Following this introductory statement in Pirke Avot there are three sayings that are attributed to the men of the Great Assembly. “…They said three things: Be deliberate in judgment [rendering legal decisions and reaching verdict in court of Law]; raise up many disciples [students]; and make a fence [protective fence] around the Torah.” What does it mean to make a fence around the Law? If you don’t understand that, you don’t understand what Jesus says in the Sermon on the Mt. when he says “don’t swear by heaven above or by the earth below “(Deut. 23:21, 23). He’s not saying let your yes be yes and your no be no. This has nothing to do with taking an oath. It all has to do with this protective fence around the law. “That which is permitted by the law, or allowed by the law, you do. You guard it by keeping it. If the law forbids something don’t do it.“ It has nothing to do with swearing or taking an oath but with doing the will of the Father in keeping his commandments. When the law says to do something do it (Yes be yes); when the law says don’t do something (no be no) then don’t do it.

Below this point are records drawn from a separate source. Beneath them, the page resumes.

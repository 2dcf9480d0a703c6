//! Device filters used to pick which attached device an import drains
//!
//! A filter sees the device index, the opened handle and the composed label
//! (`MTP#<index> - '<name> (<description>)'`). Filters compose with
//! [`Not`], [`AllOf`] and [`AnyOf`]; the presets below describe the device
//! classes the CLI knows about.

use crate::device::traits::{normalize_device_path, DeviceHandle};
use std::fmt;

/// GoPro media folder
pub const GOPRO_DIR: &str = "DCIM/100GOPRO";

/// Panasonic camcorder AVCHD stream folder
pub const CAM_FILES_DIR: &str = "PRIVATE/AVCHD/BDMV/STREAM";

/// Generic camera folder
pub const DCIM_DIR: &str = "DCIM";

/// Decides whether an opened device should be drained
pub trait DeviceFilter: fmt::Debug {
    fn accept(&self, index: usize, handle: &dyn DeviceHandle, label: &str) -> bool;
}

/// Label contains a substring (case-sensitive)
#[derive(Debug, Clone)]
pub struct LabelContains(pub String);

impl DeviceFilter for LabelContains {
    fn accept(&self, _index: usize, _handle: &dyn DeviceHandle, label: &str) -> bool {
        label.contains(&self.0)
    }
}

/// A file or folder exists at a device path
#[derive(Debug, Clone)]
pub struct HasPath(pub String);

impl DeviceFilter for HasPath {
    fn accept(&self, _index: usize, handle: &dyn DeviceHandle, _label: &str) -> bool {
        handle.find_object(&normalize_device_path(&self.0)).is_some()
    }
}

/// Inverts another filter
#[derive(Debug)]
pub struct Not(pub Box<dyn DeviceFilter>);

impl DeviceFilter for Not {
    fn accept(&self, index: usize, handle: &dyn DeviceHandle, label: &str) -> bool {
        !self.0.accept(index, handle, label)
    }
}

/// Every inner filter accepts (true when empty)
#[derive(Debug)]
pub struct AllOf(pub Vec<Box<dyn DeviceFilter>>);

impl DeviceFilter for AllOf {
    fn accept(&self, index: usize, handle: &dyn DeviceHandle, label: &str) -> bool {
        self.0.iter().all(|f| f.accept(index, handle, label))
    }
}

/// At least one inner filter accepts (false when empty)
#[derive(Debug)]
pub struct AnyOf(pub Vec<Box<dyn DeviceFilter>>);

impl DeviceFilter for AnyOf {
    fn accept(&self, index: usize, handle: &dyn DeviceHandle, label: &str) -> bool {
        self.0.iter().any(|f| f.accept(index, handle, label))
    }
}

/// GoPro cameras: "HERO" or "GoPro" in the label, or a `DCIM/100GOPRO` folder
pub fn gopro() -> Box<dyn DeviceFilter> {
    Box::new(AnyOf(vec![
        Box::new(LabelContains("HERO".to_string())),
        Box::new(LabelContains("GoPro".to_string())),
        Box::new(HasPath(GOPRO_DIR.to_string())),
    ]))
}

/// Camcorders: "CAM" in the label and an AVCHD stream folder
pub fn camcorder() -> Box<dyn DeviceFilter> {
    Box::new(AllOf(vec![
        Box::new(LabelContains("CAM".to_string())),
        Box::new(HasPath(CAM_FILES_DIR.to_string())),
    ]))
}

/// Plain SD cards: a `DCIM` folder on something that is neither a GoPro nor a camcorder
pub fn sd_card() -> Box<dyn DeviceFilter> {
    Box::new(AllOf(vec![
        Box::new(HasPath(DCIM_DIR.to_string())),
        Box::new(Not(gopro())),
        Box::new(Not(camcorder())),
    ]))
}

What if the Law doesn’t specify your particular situation? The Rabbis of the first four centuries of the Common Era (AD) asserted that true piety (qedushah, “Holiness”) emerged from advancing the law conceptually and intellectually. Rabbinic Judaism promoted the notion that study of the law (Talmud Torah) had a profound and beneficial impact upon the human mind. Furthermore, the discernment of enduring principles of behavior in the received tradition, coupled with the application of those principles to contemporary circumstances, likewise infused Jewish practice and behavior with a progressive edge. The law, as the rabbis understood and explained it, represented the spirit of God’s revelation to the Jewish people at Sinai. The very act of participating in the legal system—an engagement that absorbed and lent sanctity to every moment on one’s life—itself constituted the proper goal of religious practice. (Brooks, Roger, The Spirit of the Ten Commandments, x, xi) This is erecting a protective fence around the law.
In my next blog I’ll deal with what the specifics of Oral law deals with and the task of the Rabbi with all of this material. To not understand this material is to continue to misinterpret the words of Jesus outside of his original social context.